The ZBA published its decision on June 9, 1994. (ROR, Exhibit D: Notice of Decision and Publication in The Day.) On June 17, 1994, the plaintiff commenced this appeal. On July 7, 1994, the plaintiff filed its appeal in the Superior Court. On November 21, 1994, the ZBA filed its answer.
JURISDICTION
General Statutes § 8-8 governs appeals taken from the decisions of a zoning board of appeals to the Superior Court. To take advantage of a statutory right of appeal, parties must comply strictly with the statutory provisions that create such a right. Simkco v. Zoning Board of Appeals, 206 Conn. 374, 377, 538 A.2d 202 (1988). The statutory provisions are mandatory and jurisdictional in nature, and failure to comply will result in dismissal of an appeal. Id.
Aggrievement
An aggrieved person constitutes a "person aggrieved by a CT Page 2851-MMM decision of a board . . ." General Statutes § 8-8(a)(1). Aggrievement is a jurisdictional matter and it is a prerequisite to maintaining an appeal. Winchester Woods Associates v. Planning Zoning Commission, 219 Conn. 303, 307, 592 A.2d 953 (1991). Aggrievement implicates the plaintiff's standing to appeal and, therefore, represents the first issue the court must address. McNally v. Zoning Commission, 225 Conn. 1, 5-6, 621 A.2d 279 (1993). The issue of aggrievement is a question of fact. Id. Unless the plaintiff alleges and proves aggrievement, his or her appeal must be dismissed. DiBonaventura v. Zoning Board of Appeals, 24 Conn. App. 369, 373, 588 A.2d 244 (1991). An owner of the subject property is aggrieved and entitled to bring an appeal. Winchester Woods Associates v. Planning Zoning Commission, supra, 219 Conn. 308.

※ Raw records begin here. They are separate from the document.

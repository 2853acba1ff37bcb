// error.rs

use std::path::PathBuf;

use thiserror::Error;

/// Errors surfaced by the validating load operations.
///
/// Every variant carries enough positional context (path, 1-based line and
/// column numbers, offending literals) to reproduce the diagnostic without
/// re-reading the file. Loads fail atomically: when one of these is returned,
/// no matrix or map value is observable.
#[derive(Debug, Error)]
pub enum Error {
    #[error("expected {expected} file, but got {path}")]
    PathNotFound { expected: &'static str, path: PathBuf },

    #[error("could not determine delimiter for .fam file {path}: no candidate delimiter yields {expected_fields} fields")]
    DelimiterDetectionFailed { path: PathBuf, expected_fields: usize },

    #[error("{format} {path} should contain at least one data row with at least 3 tab-separated columns, but contains\n{first_lines}")]
    InvalidMapFile { format: &'static str, path: PathBuf, first_lines: String },

    #[error("{format} {path} should contain either 3 or 4 tab-separated columns, but contains {found}")]
    InvalidColumnCount { format: &'static str, path: PathBuf, found: usize },

    #[error("{format} {path} line {line} contains {found} columns, but {reference} contains {expected}")]
    ColumnCountMismatch {
        format: &'static str,
        path: PathBuf,
        line: u64,
        found: usize,
        expected: usize,
        reference: &'static str,
    },

    #[error("{format} {path} line {line} column {column}: expected {expected} but got {actual}")]
    MalformedField {
        format: &'static str,
        path: PathBuf,
        line: u64,
        column: usize,
        expected: &'static str,
        actual: String,
    },

    #[error("genetic map file {path} line {line} should contain an unsigned integer physical position in the first column and a floating point genetic position in the third column, but found {physical} and {genetic}")]
    MalformedMapRow { path: PathBuf, line: u64, physical: String, genetic: String },

    #[error("expected {path} to contain {expected} lines, but found {found}")]
    RowCountMismatch { path: PathBuf, expected: u64, found: u64 },

    #[error("error on line {line} of {path}: expected row to contain 2x{individuals}+5={expected} entries, but found {found}")]
    HapsRowLength {
        path: PathBuf,
        line: u64,
        individuals: usize,
        expected: usize,
        found: usize,
    },

    #[error("error on line {line} of {path}: expected row to contain boolean data, but column {column} was \"{actual}\"")]
    NonBooleanField { path: PathBuf, line: u64, column: usize, actual: String },

    #[error("expected {which} row of .samples file {path} to begin \"{expected}\"")]
    SamplesHeaderMismatch { path: PathBuf, which: &'static str, expected: &'static str },

    #[error("{kind} positions in {path} are not {requirement}")]
    MonotonicityViolation {
        path: PathBuf,
        kind: &'static str,
        requirement: &'static str,
    },

    #[error("failed to read {path}: {source}")]
    Io {
        path: PathBuf,
        #[source]
        source: std::io::Error,
    },

    #[error("failed to decode .bed file {path}: {source}")]
    BedDecode {
        path: PathBuf,
        #[source]
        source: Box<bed_reader::BedErrorPlus>,
    },
}

pub type Result<T> = std::result::Result<T, Error>;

The plaintiff in this appeal is Richard Ranelli, the owner of the land at issue. (ROR, Exhibit 15.) According to the plaintiff's appeal, the Giants Neck Beach Association Zoning Commission denied the plaintiff's "application for a building permit to construct a house at 227 Giants Neck Road . . ." (Plaintiff's Appeal, June 16, 1994, para. 3.) The plaintiff further alleges that he appealed the Zoning Commission's decision to the ZBA and on May 28, 1994 the ZBA "voted to deny the application." (Plaintiff's Appeal, June 16, 1994, para. 5.) Furthermore, the plaintiff alleges that he "is aggrieved by the decision of the Defendant Giants Neck Beach Association Zoning Board of Appeals in that he was, and continues to the present time to be, the owner of the property which is the subject of the appeal which was denied by the Defendant Board." (Plaintiff's Appeal, June 16, 1994, para. 6.) Therefore, the plaintiff is aggrieved by the ZBA's decision to deny the plaintiff permission to build on lot 276.
Timeliness of Appeal
General Statutes § 8-8(b) provides that a party must commence an appeal within fifteen days from the date that notice of the decision is published. The plaintiff commences the appeal by serving process on the chairman of the board and the clerk of the municipality. General Statutes § 8-8(e).
The ZBA's decision was published in The Day on June 9, 1994. (ROR, Exhibit D.) On June 17, 1994, a deputy sheriff served the ZBA by leaving a true and attested copy of the citation, appeal and recognizance with Esther B. Williams, Town Clerk for the Town CT Page 2851-NNN of East Lyme. The sheriff also served Jane Franklin, Chairwoman of the ZBA, with a true and attested copy of the citation, appeal and recognizance on June 18, 1994. Therefore, the plaintiff commenced this appeal within 15 days of publication by serving the ZBA on June 17 and 18.
SCOPE OF REVIEW
"In reviewing the actions of a zoning board of appeals . . . such a board is endowed with a liberal discretion, and its [actions are] subject to review by the courts only to determine whether [they were] unreasonable, arbitrary or illegal . . . The burden of proof to demonstrate that the board acted improperly is upon the party seeking to overturn the board's decision . . . In an appeal from the decision of a zoning board, we therefore review the record to determine whether there is factual support for the board's decision, not for the contentions of the applicant." (Citations omitted; internal quotation marks omitted.)" Francini v. Zoning Board of Appeals, 228 Conn. 785, 791, 639 A.2d 519 (1994).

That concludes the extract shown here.